* _TASK DESCRIPTION_
Would you return every entry below without a single difference?

-- Opening Marker --

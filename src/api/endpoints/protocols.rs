//! Protocol endpoints.
//!
//! - `GET /api/protocols`
//! - `POST /api/protocols`: protocol plus its task definitions, one write
//! - `GET /api/protocols/:id`

use axum::extract::{Path, State};
use axum::http::StatusCode;
use axum::{Extension, Json};
use uuid::Uuid;

use crate::api::error::ApiError;
use crate::api::types::{ApiContext, TenantContext};
use crate::models::Protocol;
use crate::service::NewProtocol;

pub async fn list(
    State(ctx): State<ApiContext>,
    Extension(tenant): Extension<TenantContext>,
) -> Result<Json<Vec<Protocol>>, ApiError> {
    Ok(Json(ctx.service.list_protocols(&tenant.tenant_id)?))
}

pub async fn create(
    State(ctx): State<ApiContext>,
    Extension(tenant): Extension<TenantContext>,
    Json(req): Json<NewProtocol>,
) -> Result<(StatusCode, Json<Protocol>), ApiError> {
    let protocol = ctx.service.create_protocol(&tenant.tenant_id, req)?;
    Ok((StatusCode::CREATED, Json(protocol)))
}

pub async fn detail(
    State(ctx): State<ApiContext>,
    Extension(tenant): Extension<TenantContext>,
    Path(id): Path<Uuid>,
) -> Result<Json<Protocol>, ApiError> {
    Ok(Json(ctx.service.get_protocol(&tenant.tenant_id, &id)?))
}
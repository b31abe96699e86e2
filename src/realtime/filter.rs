//! Tenant isolation for change events.
//!
//! An event is forwarded only if the conversation it belongs to is owned by
//! the subscriber's tenant. Ownership is resolved through a
//! [`TenantDirectory`]; a conversation the directory does not know is never
//! forwarded.

use std::collections::HashMap;
use std::sync::{Arc, Mutex};

use rusqlite::Connection;
use serde::{Deserialize, Serialize};
use uuid::Uuid;

use super::events::ChangeEvent;
use crate::db;

/// Resolves which tenant owns a conversation.
pub trait TenantDirectory: Send + Sync {
    fn tenant_of_conversation(&self, conversation_id: &Uuid) -> Option<Uuid>;
}

/// Fixed mapping, used by tests and tools.
impl TenantDirectory for HashMap<Uuid, Uuid> {
    fn tenant_of_conversation(&self, conversation_id: &Uuid) -> Option<Uuid> {
        self.get(conversation_id).copied()
    }
}

/// Directory backed by the `conversations` table.
///
/// A conversation never changes tenant, so positive lookups are cached for
/// the life of the process. Misses are not cached.
pub struct SqliteTenantDirectory {
    conn: Arc<Mutex<Connection>>,
    cache: Mutex<HashMap<Uuid, Uuid>>,
}

impl SqliteTenantDirectory {
    pub fn new(conn: Arc<Mutex<Connection>>) -> Self {
        Self {
            conn,
            cache: Mutex::new(HashMap::new()),
        }
    }

    /// Seed the cache for a conversation created in this process.
    pub fn remember(&self, conversation_id: Uuid, tenant_id: Uuid) {
        if let Ok(mut cache) = self.cache.lock() {
            cache.insert(conversation_id, tenant_id);
        }
    }

    fn cached(&self, conversation_id: &Uuid) -> Option<Uuid> {
        self.cache.lock().ok()?.get(conversation_id).copied()
    }
}

impl TenantDirectory for SqliteTenantDirectory {
    fn tenant_of_conversation(&self, conversation_id: &Uuid) -> Option<Uuid> {
        if let Some(tenant) = self.cached(conversation_id) {
            return Some(tenant);
        }

        let looked_up = {
            let conn = match self.conn.lock() {
                Ok(conn) => conn,
                Err(_) => {
                    tracing::error!("Connection lock poisoned during tenant lookup");
                    return None;
                }
            };
            db::get_conversation_tenant(&conn, conversation_id)
        };

        match looked_up {
            Ok(Some(tenant)) => {
                self.remember(*conversation_id, tenant);
                Some(tenant)
            }
            Ok(None) => None,
            Err(e) => {
                tracing::warn!(conversation_id = %conversation_id, error = %e, "Tenant lookup failed");
                None
            }
        }
    }
}

/// What a subscriber is allowed to see.
#[derive(Debug, Clone, Copy, PartialEq, Eq, Hash, Serialize, Deserialize)]
#[serde(tag = "kind", rename_all = "snake_case")]
pub enum SubscriptionScope {
    /// Every conversation of the tenant (provider inbox).
    Provider { tenant_id: Uuid, provider_id: Uuid },
    /// A single conversation.
    Conversation {
        tenant_id: Uuid,
        conversation_id: Uuid,
    },
}

impl SubscriptionScope {
    pub fn tenant_id(&self) -> Uuid {
        match self {
            SubscriptionScope::Provider { tenant_id, .. }
            | SubscriptionScope::Conversation { tenant_id, .. } => *tenant_id,
        }
    }

    /// Decide given an already-resolved owning tenant.
    pub fn admits(&self, owner: Option<Uuid>, conversation_id: Uuid) -> bool {
        let Some(owner) = owner else {
            return false;
        };
        if owner != self.tenant_id() {
            return false;
        }
        match self {
            SubscriptionScope::Provider { .. } => true,
            SubscriptionScope::Conversation {
                conversation_id: scoped,
                ..
            } => *scoped == conversation_id,
        }
    }
}

/// Whether `event` may be delivered to a subscriber with `scope`.
pub fn is_relevant(
    event: &ChangeEvent,
    scope: &SubscriptionScope,
    directory: &dyn TenantDirectory,
) -> bool {
    let conversation_id = event.conversation_id();
    scope.admits(directory.tenant_of_conversation(&conversation_id), conversation_id)
}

-- Closing Marker --

* _TASK OUTPUT_
filename src/api/endpoints/protocols.rs
//! Protocol endpoints.
//!
//! - `GET /api/protocols`
//! - `POST /api/protocols`: protocol plus its task definitions, one write
//! - `GET /api/protocols/:id`

use axum::extract::{Path, State};
use axum::http::StatusCode;
use axum::{Extension, Json};
use uuid::Uuid;

use crate::api::error::ApiError;
use crate::api::types::{ApiContext, TenantContext};
use crate::models::Protocol;
use crate::service::NewProtocol;

pub async fn list(
    State(ctx): State<ApiContext>,
    Extension(tenant): Extension<TenantContext>,
) -> Result<Json<Vec<Protocol>>, ApiError> {
    Ok(Json(ctx.service.list_protocols(&tenant.tenant_id)?))
}

pub async fn create(
    State(ctx): State<ApiContext>,
    Extension(tenant): Extension<TenantContext>,
    Json(req): Json<NewProtocol>,
) -> Result<(StatusCode, Json<Protocol>), ApiError> {
    let protocol = ctx.service.create_protocol(&tenant.tenant_id, req)?;
    Ok((StatusCode::CREATED, Json(protocol)))
}

pub async fn detail(
    State(ctx): State<ApiContext>,
    Extension(tenant): Extension<TenantContext>,
    Path(id): Path<Uuid>,
) -> Result<Json<Protocol>, ApiError> {
    Ok(Json(ctx.service.get_protocol(&tenant.tenant_id, &id)?))
}
repository b31abe96699e86e2
filename src/realtime/filter.rs
//! Tenant isolation for change events.
//!
//! An event is forwarded only if the conversation it belongs to is owned by
//! the subscriber's tenant. Ownership is resolved through a
//! [`TenantDirectory`]; a conversation the directory does not know is never
//! forwarded.

use std::collections::HashMap;
use std::sync::{Arc, Mutex};

use rusqlite::Connection;
use serde::{Deserialize, Serialize};
use uuid::Uuid;

use super::events::ChangeEvent;
use crate::db;

/// Resolves which tenant owns a conversation.
pub trait TenantDirectory: Send + Sync {
    fn tenant_of_conversation(&self, conversation_id: &Uuid) -> Option<Uuid>;
}

/// Fixed mapping, used by tests and tools.
impl TenantDirectory for HashMap<Uuid, Uuid> {
    fn tenant_of_conversation(&self, conversation_id: &Uuid) -> Option<Uuid> {
        self.get(conversation_id).copied()
    }
}

/// Directory backed by the `conversations` table.
///
/// A conversation never changes tenant, so positive lookups are cached for
/// the life of the process. Misses are not cached.
pub struct SqliteTenantDirectory {
    conn: Arc<Mutex<Connection>>,
    cache: Mutex<HashMap<Uuid, Uuid>>,
}

impl SqliteTenantDirectory {
    pub fn new(conn: Arc<Mutex<Connection>>) -> Self {
        Self {
            conn,
            cache: Mutex::new(HashMap::new()),
        }
    }

    /// Seed the cache for a conversation created in this process.
    pub fn remember(&self, conversation_id: Uuid, tenant_id: Uuid) {
        if let Ok(mut cache) = self.cache.lock() {
            cache.insert(conversation_id, tenant_id);
        }
    }

    fn cached(&self, conversation_id: &Uuid) -> Option<Uuid> {
        self.cache.lock().ok()?.get(conversation_id).copied()
    }
}

impl TenantDirectory for SqliteTenantDirectory {
    fn tenant_of_conversation(&self, conversation_id: &Uuid) -> Option<Uuid> {
        if let Some(tenant) = self.cached(conversation_id) {
            return Some(tenant);
        }

        let looked_up = {
            let conn = match self.conn.lock() {
                Ok(conn) => conn,
                Err(_) => {
                    tracing::error!("Connection lock poisoned during tenant lookup");
                    return None;
                }
            };
            db::get_conversation_tenant(&conn, conversation_id)
        };

        match looked_up {
            Ok(Some(tenant)) => {
                self.remember(*conversation_id, tenant);
                Some(tenant)
            }
            Ok(None) => None,
            Err(e) => {
                tracing::warn!(conversation_id = %conversation_id, error = %e, "Tenant lookup failed");
                None
            }
        }
    }
}

/// What a subscriber is allowed to see.
#[derive(Debug, Clone, Copy, PartialEq, Eq, Hash, Serialize, Deserialize)]
#[serde(tag = "kind", rename_all = "snake_case")]
pub enum SubscriptionScope {
    /// Every conversation of the tenant (provider inbox).
    Provider { tenant_id: Uuid, provider_id: Uuid },
    /// A single conversation.
    Conversation {
        tenant_id: Uuid,
        conversation_id: Uuid,
    },
}

impl SubscriptionScope {
    pub fn tenant_id(&self) -> Uuid {
        match self {
            SubscriptionScope::Provider { tenant_id, .. }
            | SubscriptionScope::Conversation { tenant_id, .. } => *tenant_id,
        }
    }

    /// Decide given an already-resolved owning tenant.
    pub fn admits(&self, owner: Option<Uuid>, conversation_id: Uuid) -> bool {
        let Some(owner) = owner else {
            return false;
        };
        if owner != self.tenant_id() {
            return false;
        }
        match self {
            SubscriptionScope::Provider { .. } => true,
            SubscriptionScope::Conversation {
                conversation_id: scoped,
                ..
            } => *scoped == conversation_id,
        }
    }
}

/// Whether `event` may be delivered to a subscriber with `scope`.
pub fn is_relevant(
    event: &ChangeEvent,
    scope: &SubscriptionScope,
    directory: &dyn TenantDirectory,
) -> bool {
    let conversation_id = event.conversation_id();
    scope.admits(directory.tenant_of_conversation(&conversation_id), conversation_id)
}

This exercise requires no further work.